#### WORK INSTRUCTION
Scan the records for the string "mean" and copy every line that holds it.

#### MATERIAL SHOWN

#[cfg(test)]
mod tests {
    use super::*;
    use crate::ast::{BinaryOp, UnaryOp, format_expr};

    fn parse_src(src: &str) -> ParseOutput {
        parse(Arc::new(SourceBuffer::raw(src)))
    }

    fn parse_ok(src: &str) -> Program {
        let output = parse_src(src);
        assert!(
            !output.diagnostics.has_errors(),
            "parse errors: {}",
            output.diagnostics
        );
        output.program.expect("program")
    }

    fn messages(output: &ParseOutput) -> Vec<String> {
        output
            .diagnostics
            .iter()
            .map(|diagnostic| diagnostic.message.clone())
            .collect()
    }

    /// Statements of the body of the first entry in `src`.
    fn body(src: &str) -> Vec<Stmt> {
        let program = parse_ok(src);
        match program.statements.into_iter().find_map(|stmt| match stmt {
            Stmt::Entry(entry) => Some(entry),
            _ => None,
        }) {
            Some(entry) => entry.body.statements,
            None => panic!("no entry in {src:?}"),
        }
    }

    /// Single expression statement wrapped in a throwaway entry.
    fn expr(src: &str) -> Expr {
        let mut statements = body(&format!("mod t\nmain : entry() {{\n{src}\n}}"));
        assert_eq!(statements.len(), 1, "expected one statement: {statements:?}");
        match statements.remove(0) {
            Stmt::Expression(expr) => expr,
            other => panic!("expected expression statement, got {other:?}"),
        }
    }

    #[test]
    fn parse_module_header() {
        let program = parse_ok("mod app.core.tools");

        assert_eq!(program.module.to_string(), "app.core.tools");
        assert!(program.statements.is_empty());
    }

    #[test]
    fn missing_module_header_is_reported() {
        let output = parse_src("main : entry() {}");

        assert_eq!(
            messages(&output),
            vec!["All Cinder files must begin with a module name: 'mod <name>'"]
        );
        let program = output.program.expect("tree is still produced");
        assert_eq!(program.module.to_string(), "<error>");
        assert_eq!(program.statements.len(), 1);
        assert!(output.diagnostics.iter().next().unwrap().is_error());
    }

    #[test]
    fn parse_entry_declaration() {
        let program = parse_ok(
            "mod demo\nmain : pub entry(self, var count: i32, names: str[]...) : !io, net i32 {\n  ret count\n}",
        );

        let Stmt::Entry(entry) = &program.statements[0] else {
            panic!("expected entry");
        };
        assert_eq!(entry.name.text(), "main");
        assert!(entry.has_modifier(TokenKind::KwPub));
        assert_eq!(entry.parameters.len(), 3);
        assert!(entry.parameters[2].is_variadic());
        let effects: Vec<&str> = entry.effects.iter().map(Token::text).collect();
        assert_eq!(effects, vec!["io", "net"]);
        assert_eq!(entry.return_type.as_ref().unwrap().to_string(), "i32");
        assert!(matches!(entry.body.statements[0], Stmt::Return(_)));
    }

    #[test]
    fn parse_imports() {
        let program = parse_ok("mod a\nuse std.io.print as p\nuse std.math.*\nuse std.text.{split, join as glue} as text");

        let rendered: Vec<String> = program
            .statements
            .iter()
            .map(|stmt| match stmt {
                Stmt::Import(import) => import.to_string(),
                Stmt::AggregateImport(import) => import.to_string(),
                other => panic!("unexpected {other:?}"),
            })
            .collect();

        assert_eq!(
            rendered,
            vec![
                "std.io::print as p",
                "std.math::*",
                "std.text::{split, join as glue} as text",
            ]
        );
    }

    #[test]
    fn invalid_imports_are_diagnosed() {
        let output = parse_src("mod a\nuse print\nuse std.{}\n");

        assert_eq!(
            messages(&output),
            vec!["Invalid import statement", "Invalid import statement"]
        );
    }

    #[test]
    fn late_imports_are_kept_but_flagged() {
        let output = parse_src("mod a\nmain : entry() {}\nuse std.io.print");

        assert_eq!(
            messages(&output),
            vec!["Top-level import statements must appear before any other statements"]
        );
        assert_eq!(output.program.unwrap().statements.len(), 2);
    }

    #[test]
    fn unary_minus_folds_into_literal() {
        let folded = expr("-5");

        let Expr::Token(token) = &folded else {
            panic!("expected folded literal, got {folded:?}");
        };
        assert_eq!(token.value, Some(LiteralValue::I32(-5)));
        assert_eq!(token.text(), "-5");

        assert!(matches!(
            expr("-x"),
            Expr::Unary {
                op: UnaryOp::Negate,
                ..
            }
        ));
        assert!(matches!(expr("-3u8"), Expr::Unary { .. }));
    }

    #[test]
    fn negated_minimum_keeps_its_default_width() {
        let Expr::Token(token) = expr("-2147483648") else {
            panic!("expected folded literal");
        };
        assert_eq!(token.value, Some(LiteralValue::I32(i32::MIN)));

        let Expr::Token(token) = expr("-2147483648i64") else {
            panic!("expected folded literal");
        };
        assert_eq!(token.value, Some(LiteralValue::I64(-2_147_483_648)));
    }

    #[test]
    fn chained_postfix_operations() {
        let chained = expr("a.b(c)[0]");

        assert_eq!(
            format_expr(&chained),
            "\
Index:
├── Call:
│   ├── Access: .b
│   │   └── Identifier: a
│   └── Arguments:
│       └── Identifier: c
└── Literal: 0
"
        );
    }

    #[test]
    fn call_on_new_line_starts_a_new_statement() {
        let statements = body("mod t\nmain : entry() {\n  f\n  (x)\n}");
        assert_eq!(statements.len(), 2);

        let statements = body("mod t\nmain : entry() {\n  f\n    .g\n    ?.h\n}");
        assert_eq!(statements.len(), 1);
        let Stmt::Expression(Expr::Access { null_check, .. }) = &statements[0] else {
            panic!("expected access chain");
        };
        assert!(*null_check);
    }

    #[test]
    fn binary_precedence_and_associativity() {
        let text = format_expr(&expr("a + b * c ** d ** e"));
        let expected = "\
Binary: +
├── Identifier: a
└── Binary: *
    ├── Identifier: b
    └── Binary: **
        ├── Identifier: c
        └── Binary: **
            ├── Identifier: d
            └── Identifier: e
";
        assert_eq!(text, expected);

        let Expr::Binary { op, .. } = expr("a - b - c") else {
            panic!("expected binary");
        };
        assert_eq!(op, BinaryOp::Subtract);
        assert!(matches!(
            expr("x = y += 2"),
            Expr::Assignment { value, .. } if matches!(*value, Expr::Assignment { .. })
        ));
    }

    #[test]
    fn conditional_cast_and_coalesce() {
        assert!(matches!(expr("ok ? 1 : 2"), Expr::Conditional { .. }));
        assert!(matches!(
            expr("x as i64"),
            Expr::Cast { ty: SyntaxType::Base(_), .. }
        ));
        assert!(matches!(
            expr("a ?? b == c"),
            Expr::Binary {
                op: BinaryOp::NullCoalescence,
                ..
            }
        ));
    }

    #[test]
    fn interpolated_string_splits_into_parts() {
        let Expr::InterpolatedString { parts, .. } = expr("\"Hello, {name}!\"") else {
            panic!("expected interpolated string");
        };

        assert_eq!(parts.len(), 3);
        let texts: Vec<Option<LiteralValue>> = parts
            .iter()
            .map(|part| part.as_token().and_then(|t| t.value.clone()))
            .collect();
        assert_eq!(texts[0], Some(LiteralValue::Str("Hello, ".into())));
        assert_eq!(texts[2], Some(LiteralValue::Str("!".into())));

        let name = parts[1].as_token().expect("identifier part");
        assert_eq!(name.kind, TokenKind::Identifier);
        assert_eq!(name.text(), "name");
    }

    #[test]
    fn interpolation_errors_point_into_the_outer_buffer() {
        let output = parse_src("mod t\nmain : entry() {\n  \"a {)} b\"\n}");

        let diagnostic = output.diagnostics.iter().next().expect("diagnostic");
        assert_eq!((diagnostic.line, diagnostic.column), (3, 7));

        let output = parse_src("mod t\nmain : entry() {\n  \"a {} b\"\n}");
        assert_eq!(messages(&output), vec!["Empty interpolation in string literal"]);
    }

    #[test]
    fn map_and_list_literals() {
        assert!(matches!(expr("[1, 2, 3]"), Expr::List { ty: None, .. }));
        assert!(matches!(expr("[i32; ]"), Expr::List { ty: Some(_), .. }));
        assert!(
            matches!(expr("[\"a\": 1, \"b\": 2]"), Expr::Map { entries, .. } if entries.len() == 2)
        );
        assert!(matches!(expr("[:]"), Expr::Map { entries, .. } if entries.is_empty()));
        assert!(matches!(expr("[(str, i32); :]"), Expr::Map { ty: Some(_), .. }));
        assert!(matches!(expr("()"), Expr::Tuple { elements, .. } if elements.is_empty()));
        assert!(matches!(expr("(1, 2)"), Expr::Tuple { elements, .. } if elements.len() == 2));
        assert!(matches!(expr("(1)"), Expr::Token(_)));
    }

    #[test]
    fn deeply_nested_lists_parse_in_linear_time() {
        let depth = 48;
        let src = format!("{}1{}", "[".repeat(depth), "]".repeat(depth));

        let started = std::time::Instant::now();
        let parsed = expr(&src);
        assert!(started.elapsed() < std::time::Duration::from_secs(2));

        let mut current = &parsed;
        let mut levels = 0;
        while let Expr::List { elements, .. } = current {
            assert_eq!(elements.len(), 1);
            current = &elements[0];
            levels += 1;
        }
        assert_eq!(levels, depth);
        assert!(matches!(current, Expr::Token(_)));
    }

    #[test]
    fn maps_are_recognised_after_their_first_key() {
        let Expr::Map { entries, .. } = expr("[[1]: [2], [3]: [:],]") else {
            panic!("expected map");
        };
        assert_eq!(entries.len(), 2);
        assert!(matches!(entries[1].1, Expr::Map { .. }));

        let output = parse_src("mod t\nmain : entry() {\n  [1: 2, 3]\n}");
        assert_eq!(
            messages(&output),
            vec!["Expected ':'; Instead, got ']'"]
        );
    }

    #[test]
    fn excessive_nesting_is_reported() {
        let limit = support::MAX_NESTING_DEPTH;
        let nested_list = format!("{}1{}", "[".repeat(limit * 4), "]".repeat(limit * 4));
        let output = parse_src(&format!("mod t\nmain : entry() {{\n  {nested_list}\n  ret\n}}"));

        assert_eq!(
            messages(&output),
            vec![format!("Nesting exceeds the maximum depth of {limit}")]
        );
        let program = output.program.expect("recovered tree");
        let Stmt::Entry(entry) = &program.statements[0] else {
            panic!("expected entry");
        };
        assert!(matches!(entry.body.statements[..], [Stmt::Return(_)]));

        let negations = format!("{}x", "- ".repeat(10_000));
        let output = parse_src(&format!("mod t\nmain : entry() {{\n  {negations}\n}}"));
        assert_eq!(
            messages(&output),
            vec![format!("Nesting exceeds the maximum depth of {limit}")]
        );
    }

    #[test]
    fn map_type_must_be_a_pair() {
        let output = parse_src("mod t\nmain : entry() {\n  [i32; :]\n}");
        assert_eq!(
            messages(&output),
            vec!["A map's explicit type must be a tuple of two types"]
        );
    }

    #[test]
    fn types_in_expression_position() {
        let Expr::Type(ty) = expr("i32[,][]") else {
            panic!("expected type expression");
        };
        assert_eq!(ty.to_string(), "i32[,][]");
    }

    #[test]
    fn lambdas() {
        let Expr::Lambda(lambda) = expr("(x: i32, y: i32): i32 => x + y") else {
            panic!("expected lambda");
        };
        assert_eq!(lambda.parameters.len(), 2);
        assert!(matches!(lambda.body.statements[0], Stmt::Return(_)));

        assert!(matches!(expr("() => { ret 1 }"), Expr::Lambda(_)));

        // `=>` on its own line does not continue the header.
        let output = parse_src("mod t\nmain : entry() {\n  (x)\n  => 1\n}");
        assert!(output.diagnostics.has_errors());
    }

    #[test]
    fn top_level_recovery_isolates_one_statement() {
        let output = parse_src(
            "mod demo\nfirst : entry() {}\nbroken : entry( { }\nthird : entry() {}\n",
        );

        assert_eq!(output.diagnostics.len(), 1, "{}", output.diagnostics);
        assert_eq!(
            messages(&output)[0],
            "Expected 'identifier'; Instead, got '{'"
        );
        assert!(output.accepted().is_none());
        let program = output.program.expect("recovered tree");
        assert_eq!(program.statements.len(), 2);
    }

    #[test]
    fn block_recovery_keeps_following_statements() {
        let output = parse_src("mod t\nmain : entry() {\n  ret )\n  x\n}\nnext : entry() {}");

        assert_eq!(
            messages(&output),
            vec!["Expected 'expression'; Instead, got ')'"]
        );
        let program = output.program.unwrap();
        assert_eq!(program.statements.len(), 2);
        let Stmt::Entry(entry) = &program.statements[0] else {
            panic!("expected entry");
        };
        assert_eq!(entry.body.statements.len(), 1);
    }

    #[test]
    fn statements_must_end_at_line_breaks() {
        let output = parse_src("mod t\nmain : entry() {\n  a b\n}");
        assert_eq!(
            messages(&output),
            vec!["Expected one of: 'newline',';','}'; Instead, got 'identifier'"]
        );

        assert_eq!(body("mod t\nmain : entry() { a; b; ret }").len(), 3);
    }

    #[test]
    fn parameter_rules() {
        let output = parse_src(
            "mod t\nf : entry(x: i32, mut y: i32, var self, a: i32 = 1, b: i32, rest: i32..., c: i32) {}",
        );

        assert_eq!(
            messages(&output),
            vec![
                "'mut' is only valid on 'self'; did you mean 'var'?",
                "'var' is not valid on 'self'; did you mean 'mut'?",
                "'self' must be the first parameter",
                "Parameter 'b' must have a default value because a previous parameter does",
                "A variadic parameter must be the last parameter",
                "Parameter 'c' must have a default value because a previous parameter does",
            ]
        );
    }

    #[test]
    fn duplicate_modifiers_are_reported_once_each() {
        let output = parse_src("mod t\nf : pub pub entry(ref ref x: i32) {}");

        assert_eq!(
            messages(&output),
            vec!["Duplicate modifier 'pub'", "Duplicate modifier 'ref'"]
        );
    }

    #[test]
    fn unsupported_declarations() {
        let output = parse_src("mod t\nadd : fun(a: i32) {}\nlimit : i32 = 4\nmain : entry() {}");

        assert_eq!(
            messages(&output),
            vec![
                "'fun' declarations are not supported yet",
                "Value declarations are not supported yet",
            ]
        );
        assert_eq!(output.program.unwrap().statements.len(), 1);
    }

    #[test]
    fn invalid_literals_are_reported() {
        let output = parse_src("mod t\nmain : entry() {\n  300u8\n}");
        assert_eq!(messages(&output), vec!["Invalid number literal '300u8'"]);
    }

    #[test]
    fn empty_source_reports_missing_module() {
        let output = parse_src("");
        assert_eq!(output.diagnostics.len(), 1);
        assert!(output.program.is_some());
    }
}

#### EXERCISE OUTPUT
                "'mut' is only valid on 'self'; did you mean 'var'?",
                "'var' is not valid on 'self'; did you mean 'mut'?",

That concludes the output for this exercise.